◆ **WHAT YOU WILL DO**: Report each line of the records where "None" occurs.

(Collected data entries)

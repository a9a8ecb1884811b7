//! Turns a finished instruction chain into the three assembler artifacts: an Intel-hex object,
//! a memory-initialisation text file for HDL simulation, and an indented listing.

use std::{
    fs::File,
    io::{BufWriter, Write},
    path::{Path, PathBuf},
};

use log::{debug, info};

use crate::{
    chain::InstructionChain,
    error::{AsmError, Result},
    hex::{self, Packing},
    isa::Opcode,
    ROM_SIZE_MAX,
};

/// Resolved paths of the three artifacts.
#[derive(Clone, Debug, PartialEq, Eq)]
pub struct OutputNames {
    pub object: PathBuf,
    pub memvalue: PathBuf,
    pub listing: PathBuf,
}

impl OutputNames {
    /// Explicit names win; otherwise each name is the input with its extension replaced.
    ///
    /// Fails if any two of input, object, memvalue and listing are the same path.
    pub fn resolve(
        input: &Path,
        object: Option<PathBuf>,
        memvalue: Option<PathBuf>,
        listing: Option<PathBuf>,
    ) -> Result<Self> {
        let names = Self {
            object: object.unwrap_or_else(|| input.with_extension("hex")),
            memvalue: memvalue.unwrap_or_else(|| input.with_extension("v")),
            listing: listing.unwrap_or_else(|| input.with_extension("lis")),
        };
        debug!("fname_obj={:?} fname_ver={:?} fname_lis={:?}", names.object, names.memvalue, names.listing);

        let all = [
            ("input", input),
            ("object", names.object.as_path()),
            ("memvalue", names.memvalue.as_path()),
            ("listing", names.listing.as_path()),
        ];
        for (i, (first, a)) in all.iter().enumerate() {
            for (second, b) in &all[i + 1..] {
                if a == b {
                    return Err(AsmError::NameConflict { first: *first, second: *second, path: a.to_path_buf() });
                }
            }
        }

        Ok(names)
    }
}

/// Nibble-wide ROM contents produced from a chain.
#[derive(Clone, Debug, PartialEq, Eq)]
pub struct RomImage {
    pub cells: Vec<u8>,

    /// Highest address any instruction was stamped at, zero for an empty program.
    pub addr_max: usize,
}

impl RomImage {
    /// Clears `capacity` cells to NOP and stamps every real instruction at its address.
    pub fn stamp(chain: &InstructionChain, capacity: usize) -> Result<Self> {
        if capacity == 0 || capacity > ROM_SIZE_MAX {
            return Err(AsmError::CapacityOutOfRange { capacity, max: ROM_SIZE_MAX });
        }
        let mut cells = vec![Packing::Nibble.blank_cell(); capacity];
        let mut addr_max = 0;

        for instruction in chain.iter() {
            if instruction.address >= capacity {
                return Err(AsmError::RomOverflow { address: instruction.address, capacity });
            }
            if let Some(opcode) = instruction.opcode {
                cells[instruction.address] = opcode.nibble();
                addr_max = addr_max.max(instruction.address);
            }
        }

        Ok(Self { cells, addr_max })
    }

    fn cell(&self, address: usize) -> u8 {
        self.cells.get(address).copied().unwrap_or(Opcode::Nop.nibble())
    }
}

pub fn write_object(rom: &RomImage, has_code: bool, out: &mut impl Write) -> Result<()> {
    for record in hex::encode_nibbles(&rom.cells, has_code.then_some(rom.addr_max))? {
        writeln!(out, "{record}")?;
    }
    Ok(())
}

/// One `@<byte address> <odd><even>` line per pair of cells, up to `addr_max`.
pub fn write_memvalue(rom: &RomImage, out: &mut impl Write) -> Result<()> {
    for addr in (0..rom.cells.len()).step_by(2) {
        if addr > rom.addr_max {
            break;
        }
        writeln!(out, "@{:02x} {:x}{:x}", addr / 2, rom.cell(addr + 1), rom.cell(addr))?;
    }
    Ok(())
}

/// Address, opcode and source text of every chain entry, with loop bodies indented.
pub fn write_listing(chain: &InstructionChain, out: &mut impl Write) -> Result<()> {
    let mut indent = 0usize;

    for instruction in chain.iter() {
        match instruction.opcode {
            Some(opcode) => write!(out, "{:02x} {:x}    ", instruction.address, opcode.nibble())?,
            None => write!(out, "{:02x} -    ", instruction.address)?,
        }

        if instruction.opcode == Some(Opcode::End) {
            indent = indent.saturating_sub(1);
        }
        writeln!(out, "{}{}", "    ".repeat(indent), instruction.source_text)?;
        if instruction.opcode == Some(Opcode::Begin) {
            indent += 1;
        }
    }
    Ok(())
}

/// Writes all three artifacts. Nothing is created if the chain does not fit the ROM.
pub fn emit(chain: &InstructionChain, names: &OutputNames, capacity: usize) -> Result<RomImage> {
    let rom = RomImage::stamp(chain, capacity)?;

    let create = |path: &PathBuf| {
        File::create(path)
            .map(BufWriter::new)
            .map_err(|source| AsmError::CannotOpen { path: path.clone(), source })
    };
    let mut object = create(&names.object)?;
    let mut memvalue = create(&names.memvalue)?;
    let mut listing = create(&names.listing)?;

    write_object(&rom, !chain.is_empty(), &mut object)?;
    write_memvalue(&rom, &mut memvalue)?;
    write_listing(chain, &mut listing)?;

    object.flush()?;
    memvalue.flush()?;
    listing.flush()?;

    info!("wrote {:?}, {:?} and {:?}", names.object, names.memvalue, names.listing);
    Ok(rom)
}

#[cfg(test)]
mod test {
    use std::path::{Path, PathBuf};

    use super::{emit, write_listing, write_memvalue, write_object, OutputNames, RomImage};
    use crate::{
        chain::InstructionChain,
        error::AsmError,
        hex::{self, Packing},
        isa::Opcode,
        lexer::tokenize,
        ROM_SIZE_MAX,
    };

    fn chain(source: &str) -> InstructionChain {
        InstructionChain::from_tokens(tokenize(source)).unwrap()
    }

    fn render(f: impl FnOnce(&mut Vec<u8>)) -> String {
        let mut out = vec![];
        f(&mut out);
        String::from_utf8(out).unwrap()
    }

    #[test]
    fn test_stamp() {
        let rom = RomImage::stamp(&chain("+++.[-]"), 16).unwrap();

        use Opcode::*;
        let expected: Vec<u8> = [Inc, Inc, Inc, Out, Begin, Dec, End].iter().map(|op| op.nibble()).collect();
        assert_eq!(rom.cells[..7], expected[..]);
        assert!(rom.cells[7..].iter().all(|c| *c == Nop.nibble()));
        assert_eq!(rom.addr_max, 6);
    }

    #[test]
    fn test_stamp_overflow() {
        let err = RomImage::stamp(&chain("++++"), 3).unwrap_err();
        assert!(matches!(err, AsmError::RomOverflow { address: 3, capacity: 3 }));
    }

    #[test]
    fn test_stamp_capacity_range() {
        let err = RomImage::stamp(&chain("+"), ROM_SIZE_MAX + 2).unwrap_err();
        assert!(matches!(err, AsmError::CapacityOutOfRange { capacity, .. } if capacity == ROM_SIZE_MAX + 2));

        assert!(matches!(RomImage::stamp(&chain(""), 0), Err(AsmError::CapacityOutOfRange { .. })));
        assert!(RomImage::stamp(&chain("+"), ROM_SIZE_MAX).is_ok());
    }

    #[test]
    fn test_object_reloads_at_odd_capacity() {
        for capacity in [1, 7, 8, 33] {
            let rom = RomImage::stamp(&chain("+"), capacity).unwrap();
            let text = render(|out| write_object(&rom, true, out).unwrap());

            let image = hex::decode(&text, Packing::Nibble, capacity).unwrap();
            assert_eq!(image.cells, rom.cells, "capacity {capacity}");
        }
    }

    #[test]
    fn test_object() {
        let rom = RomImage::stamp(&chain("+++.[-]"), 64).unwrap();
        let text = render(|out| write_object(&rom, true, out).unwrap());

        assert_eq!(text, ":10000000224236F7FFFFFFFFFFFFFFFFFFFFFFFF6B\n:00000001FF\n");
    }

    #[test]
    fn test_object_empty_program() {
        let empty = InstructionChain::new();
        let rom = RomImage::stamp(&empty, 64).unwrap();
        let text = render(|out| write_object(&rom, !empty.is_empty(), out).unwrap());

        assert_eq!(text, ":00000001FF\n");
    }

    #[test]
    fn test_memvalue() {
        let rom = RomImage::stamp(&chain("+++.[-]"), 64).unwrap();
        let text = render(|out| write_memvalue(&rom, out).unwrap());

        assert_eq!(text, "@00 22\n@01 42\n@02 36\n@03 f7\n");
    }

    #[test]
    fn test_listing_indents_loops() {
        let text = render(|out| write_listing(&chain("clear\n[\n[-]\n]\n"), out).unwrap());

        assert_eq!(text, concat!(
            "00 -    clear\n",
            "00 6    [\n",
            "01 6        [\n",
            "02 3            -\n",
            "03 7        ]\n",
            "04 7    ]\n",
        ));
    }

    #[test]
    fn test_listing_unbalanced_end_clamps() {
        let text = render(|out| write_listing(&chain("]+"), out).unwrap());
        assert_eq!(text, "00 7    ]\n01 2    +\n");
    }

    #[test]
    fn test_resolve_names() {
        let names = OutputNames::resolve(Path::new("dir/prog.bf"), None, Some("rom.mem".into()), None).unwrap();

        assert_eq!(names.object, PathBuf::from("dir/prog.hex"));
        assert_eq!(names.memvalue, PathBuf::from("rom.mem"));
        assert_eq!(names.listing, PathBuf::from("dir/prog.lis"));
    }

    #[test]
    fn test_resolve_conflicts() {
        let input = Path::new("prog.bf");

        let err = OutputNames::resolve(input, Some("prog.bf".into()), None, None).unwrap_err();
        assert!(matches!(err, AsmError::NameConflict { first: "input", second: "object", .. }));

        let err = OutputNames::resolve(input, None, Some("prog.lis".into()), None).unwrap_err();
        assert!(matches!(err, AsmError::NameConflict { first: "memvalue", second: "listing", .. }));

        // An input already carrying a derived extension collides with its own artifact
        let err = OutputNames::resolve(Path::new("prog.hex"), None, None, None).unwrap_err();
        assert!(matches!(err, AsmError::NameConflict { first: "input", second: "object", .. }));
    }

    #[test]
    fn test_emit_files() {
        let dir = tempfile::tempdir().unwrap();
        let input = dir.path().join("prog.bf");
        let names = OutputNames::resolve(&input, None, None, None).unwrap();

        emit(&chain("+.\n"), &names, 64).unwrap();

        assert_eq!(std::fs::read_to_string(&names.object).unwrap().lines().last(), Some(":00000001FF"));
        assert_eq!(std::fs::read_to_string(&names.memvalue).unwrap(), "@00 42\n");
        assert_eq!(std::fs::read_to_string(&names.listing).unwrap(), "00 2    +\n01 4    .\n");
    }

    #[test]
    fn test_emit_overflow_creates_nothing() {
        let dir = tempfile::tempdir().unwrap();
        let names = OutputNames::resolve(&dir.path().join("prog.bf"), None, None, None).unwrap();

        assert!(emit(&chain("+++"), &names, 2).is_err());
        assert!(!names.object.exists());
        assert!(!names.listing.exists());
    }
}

---

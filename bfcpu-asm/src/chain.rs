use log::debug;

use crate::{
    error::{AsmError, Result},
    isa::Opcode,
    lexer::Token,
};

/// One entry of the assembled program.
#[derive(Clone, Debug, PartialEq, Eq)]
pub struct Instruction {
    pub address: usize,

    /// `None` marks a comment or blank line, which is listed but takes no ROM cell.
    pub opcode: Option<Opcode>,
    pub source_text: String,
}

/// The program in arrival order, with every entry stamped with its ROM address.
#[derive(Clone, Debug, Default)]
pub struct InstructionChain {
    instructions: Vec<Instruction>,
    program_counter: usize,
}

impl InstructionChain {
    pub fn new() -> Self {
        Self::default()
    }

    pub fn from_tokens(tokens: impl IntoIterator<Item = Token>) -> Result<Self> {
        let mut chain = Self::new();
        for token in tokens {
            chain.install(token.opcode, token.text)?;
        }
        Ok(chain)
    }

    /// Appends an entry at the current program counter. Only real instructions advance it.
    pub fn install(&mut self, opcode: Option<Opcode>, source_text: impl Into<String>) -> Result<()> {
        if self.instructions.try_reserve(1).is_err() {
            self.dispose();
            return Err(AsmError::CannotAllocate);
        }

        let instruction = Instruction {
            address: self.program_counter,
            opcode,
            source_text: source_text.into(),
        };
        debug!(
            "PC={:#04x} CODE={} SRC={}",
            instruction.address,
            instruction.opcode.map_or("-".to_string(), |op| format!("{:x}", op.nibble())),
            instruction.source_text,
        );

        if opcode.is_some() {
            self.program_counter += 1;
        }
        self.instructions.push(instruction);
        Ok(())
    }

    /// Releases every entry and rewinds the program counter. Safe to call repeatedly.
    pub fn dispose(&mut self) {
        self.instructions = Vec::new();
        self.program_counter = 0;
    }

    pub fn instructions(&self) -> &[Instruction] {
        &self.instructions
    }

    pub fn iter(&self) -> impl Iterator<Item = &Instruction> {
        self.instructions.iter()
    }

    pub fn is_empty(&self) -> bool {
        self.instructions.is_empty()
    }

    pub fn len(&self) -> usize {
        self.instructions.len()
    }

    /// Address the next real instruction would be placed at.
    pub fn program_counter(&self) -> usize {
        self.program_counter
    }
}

* * *

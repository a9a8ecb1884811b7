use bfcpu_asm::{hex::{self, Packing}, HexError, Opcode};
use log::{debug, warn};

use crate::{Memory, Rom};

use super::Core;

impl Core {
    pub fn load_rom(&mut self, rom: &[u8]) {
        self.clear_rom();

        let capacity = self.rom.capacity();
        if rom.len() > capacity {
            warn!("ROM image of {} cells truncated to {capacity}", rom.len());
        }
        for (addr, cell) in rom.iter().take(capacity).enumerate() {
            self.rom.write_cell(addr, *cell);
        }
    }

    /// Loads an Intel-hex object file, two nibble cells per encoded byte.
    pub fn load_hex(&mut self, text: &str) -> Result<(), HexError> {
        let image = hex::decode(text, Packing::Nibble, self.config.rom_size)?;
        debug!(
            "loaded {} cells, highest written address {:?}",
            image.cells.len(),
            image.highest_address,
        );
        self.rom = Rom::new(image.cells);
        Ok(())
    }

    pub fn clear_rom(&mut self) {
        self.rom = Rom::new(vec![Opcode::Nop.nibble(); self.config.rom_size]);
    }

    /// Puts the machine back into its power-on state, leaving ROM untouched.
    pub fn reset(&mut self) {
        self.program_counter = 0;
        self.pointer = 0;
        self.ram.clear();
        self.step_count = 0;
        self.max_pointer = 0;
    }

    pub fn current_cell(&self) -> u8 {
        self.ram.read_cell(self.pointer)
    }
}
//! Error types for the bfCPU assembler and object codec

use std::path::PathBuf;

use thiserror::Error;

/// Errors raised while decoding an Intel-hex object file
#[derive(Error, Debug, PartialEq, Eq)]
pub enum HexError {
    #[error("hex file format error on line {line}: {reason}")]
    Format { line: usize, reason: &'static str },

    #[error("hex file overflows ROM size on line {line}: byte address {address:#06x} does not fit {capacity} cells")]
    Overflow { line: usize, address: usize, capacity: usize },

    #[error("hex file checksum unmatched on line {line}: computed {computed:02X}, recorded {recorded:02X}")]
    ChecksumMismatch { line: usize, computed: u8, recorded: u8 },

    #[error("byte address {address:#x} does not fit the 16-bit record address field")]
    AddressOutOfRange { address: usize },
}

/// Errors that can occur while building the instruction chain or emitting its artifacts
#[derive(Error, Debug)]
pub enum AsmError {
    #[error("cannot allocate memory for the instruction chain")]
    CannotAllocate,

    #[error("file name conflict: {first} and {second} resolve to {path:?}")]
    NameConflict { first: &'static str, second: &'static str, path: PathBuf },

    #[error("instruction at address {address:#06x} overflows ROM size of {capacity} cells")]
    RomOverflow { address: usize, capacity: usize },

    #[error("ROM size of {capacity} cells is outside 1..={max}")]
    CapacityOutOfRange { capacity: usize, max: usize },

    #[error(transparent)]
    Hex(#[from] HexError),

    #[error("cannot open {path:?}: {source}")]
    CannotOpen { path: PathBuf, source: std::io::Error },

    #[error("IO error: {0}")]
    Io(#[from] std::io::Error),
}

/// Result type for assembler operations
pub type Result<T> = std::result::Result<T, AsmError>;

◆ **RESPONSE AREA**:
            None => write!(out, "{:02x} -    ", instruction.address)?,
        let names = OutputNames::resolve(Path::new("dir/prog.bf"), None, Some("rom.mem".into()), None).unwrap();
        let err = OutputNames::resolve(input, Some("prog.bf".into()), None, None).unwrap_err();
        let err = OutputNames::resolve(input, None, Some("prog.lis".into()), None).unwrap_err();
        let err = OutputNames::resolve(Path::new("prog.hex"), None, None, None).unwrap_err();
        let names = OutputNames::resolve(&input, None, None, None).unwrap();
        let names = OutputNames::resolve(&dir.path().join("prog.bf"), None, None, None).unwrap();
    /// `None` marks a comment or blank line, which is listed but takes no ROM cell.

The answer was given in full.